Task instructions.
Return, exactly as written, every line from the first line of the data below through the line that contains "This structure prevents".

Collected data:
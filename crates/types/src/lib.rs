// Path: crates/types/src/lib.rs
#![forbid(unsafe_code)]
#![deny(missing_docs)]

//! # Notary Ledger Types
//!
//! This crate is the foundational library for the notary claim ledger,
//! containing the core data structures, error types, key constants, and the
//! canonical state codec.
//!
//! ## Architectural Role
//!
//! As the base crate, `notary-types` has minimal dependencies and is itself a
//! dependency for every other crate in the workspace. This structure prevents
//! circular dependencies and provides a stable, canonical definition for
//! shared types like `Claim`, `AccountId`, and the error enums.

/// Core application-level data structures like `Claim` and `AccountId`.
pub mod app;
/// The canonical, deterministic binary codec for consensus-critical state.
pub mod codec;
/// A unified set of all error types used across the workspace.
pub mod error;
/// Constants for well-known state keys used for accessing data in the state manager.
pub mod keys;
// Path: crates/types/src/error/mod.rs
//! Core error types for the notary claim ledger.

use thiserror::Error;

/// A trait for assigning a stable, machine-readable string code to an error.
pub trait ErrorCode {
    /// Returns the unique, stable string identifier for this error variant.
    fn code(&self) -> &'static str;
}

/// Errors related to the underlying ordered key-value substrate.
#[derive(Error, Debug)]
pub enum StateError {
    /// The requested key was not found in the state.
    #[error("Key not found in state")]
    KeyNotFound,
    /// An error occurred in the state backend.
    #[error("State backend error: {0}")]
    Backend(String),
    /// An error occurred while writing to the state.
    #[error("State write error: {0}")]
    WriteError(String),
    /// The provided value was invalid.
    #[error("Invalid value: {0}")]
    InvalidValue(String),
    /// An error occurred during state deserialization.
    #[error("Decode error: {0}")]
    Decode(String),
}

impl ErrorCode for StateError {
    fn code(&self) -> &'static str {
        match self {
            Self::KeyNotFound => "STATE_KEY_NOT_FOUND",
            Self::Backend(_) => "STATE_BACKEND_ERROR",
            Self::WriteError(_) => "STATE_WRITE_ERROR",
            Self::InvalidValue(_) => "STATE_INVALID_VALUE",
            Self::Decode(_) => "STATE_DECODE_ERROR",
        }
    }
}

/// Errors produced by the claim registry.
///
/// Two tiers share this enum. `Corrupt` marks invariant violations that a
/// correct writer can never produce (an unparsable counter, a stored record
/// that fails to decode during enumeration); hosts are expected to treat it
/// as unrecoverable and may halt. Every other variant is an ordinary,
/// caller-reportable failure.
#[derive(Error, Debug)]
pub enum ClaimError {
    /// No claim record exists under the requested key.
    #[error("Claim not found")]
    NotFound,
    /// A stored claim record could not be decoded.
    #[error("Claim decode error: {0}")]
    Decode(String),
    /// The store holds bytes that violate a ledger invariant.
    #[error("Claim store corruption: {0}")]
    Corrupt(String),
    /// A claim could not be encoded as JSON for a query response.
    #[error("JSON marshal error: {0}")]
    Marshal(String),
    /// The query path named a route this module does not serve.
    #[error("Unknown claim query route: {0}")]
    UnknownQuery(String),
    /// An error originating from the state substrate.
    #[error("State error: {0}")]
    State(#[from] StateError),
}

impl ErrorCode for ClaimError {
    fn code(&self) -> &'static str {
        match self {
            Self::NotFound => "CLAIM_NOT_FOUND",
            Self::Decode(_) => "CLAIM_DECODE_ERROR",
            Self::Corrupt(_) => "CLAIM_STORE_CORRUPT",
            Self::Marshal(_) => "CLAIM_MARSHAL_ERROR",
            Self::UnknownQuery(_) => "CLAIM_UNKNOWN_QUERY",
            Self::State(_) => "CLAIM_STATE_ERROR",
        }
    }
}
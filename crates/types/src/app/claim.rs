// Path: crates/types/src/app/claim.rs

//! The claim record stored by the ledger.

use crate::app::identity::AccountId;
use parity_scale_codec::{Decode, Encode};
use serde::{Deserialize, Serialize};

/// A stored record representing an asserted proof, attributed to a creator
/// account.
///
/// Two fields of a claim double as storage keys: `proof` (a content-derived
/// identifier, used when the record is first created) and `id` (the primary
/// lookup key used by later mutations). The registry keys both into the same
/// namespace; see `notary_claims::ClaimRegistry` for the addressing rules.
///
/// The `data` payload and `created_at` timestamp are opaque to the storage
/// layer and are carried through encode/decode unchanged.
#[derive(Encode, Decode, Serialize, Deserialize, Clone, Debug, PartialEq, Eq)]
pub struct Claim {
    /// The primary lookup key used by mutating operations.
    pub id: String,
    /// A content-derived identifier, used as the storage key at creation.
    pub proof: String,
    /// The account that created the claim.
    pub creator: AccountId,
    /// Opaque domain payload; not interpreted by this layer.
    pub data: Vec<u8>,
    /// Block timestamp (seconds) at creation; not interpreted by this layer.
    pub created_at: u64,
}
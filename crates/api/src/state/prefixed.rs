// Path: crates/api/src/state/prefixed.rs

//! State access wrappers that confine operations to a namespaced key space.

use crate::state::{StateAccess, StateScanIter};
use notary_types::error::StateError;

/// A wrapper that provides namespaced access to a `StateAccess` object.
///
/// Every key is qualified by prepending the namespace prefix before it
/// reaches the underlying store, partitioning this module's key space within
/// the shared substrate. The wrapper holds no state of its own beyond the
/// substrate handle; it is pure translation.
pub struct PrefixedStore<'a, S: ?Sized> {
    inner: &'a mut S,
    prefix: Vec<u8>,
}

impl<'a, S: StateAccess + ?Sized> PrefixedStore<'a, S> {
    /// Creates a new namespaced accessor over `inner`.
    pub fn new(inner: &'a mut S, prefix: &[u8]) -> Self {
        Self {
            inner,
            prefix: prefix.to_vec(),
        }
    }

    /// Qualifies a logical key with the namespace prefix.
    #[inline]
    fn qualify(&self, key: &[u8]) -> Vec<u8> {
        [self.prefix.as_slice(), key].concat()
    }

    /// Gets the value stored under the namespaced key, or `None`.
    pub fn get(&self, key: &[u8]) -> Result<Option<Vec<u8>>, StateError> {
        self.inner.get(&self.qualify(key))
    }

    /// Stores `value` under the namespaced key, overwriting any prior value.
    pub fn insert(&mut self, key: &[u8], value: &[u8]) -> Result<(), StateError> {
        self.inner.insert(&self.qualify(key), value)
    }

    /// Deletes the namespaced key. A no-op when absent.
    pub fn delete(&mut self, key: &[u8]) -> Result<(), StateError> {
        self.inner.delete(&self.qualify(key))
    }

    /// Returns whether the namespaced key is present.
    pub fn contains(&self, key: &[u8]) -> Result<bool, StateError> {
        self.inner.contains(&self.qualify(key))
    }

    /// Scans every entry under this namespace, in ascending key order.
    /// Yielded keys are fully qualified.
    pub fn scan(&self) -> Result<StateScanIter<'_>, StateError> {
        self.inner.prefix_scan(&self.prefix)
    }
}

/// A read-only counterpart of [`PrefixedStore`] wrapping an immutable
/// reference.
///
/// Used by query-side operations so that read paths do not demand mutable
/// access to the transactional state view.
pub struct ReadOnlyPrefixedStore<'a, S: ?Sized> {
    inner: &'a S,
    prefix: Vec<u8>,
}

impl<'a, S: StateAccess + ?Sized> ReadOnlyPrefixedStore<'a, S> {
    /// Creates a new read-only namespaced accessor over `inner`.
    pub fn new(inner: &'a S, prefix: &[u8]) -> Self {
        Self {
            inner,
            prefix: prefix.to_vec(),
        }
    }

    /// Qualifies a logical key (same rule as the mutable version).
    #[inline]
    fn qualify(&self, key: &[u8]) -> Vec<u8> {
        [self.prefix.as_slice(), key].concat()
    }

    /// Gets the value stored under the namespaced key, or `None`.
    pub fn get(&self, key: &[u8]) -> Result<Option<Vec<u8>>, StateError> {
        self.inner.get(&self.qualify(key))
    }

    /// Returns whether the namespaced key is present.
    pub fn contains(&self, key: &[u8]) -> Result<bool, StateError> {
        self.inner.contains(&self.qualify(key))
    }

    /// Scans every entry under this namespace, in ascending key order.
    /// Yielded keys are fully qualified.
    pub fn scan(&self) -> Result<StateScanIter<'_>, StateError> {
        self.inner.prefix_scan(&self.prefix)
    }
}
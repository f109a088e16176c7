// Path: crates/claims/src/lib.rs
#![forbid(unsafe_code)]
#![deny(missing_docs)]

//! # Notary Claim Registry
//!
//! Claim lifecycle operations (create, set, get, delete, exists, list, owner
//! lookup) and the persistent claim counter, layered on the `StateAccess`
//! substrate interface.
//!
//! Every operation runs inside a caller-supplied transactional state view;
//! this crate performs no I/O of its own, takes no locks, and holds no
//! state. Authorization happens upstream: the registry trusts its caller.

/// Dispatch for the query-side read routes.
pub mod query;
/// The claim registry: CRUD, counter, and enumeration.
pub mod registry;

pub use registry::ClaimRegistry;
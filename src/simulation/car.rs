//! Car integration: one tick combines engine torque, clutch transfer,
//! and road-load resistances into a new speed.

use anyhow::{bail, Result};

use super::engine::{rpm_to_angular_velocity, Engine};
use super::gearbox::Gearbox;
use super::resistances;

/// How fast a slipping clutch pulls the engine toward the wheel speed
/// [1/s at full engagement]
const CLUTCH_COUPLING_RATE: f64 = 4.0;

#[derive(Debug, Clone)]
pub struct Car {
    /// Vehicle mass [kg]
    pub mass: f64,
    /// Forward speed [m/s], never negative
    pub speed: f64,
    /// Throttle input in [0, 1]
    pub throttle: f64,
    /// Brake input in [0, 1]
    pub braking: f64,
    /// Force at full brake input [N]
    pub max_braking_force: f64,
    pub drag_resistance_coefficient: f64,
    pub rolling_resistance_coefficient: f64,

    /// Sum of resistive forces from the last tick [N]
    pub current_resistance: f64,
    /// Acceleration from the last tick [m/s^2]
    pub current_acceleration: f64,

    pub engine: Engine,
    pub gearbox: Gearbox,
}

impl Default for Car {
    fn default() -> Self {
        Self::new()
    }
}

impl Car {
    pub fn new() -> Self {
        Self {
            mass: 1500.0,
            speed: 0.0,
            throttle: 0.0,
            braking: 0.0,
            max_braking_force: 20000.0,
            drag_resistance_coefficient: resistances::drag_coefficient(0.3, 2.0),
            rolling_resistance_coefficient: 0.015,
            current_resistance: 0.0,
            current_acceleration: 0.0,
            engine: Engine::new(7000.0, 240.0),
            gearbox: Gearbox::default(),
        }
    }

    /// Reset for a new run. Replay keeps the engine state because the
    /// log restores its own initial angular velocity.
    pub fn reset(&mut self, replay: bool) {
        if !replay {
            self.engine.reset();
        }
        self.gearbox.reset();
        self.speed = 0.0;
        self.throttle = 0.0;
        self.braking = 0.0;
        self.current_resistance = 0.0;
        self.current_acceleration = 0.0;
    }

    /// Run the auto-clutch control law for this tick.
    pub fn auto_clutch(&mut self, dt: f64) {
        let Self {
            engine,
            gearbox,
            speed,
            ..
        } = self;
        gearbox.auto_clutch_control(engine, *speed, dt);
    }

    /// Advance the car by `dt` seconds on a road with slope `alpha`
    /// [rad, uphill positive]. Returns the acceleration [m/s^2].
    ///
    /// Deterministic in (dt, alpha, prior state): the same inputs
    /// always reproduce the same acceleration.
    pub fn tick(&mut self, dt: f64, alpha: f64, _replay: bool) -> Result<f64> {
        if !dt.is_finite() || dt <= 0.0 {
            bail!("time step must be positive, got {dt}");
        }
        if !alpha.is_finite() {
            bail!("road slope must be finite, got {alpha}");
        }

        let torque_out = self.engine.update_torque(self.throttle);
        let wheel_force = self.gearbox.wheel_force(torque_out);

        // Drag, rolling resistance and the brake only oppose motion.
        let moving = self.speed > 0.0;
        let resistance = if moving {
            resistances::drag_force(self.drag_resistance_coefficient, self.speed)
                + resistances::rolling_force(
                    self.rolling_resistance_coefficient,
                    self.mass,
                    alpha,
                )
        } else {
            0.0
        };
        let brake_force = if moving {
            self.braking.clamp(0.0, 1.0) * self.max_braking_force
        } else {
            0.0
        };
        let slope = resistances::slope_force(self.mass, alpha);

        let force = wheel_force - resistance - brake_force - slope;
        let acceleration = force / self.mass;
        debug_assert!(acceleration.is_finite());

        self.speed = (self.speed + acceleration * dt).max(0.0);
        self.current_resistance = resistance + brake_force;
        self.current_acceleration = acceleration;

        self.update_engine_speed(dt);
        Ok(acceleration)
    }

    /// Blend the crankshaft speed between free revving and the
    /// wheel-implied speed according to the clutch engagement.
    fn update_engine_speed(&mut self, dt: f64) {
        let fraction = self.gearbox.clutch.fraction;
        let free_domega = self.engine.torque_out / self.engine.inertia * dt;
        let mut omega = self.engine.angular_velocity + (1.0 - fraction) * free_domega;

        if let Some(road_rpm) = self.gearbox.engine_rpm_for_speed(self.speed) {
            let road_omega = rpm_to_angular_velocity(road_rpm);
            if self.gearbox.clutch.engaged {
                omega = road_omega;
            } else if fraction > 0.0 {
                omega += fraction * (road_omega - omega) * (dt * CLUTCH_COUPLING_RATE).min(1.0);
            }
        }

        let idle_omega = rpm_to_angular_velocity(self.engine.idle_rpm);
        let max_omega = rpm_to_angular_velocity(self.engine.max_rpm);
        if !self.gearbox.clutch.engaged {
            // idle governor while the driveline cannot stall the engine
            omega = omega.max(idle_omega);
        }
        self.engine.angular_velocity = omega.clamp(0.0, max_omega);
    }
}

Answer space.
filename crates/types/src/lib.rs
// Path: crates/types/src/lib.rs
#![forbid(unsafe_code)]
#![deny(missing_docs)]

//! # Notary Ledger Types
//!
//! This crate is the foundational library for the notary claim ledger,
//! containing the core data structures, error types, key constants, and the
//! canonical state codec.
//!
//! ## Architectural Role
//!
//! As the base crate, `notary-types` has minimal dependencies and is itself a
//! dependency for every other crate in the workspace. This structure prevents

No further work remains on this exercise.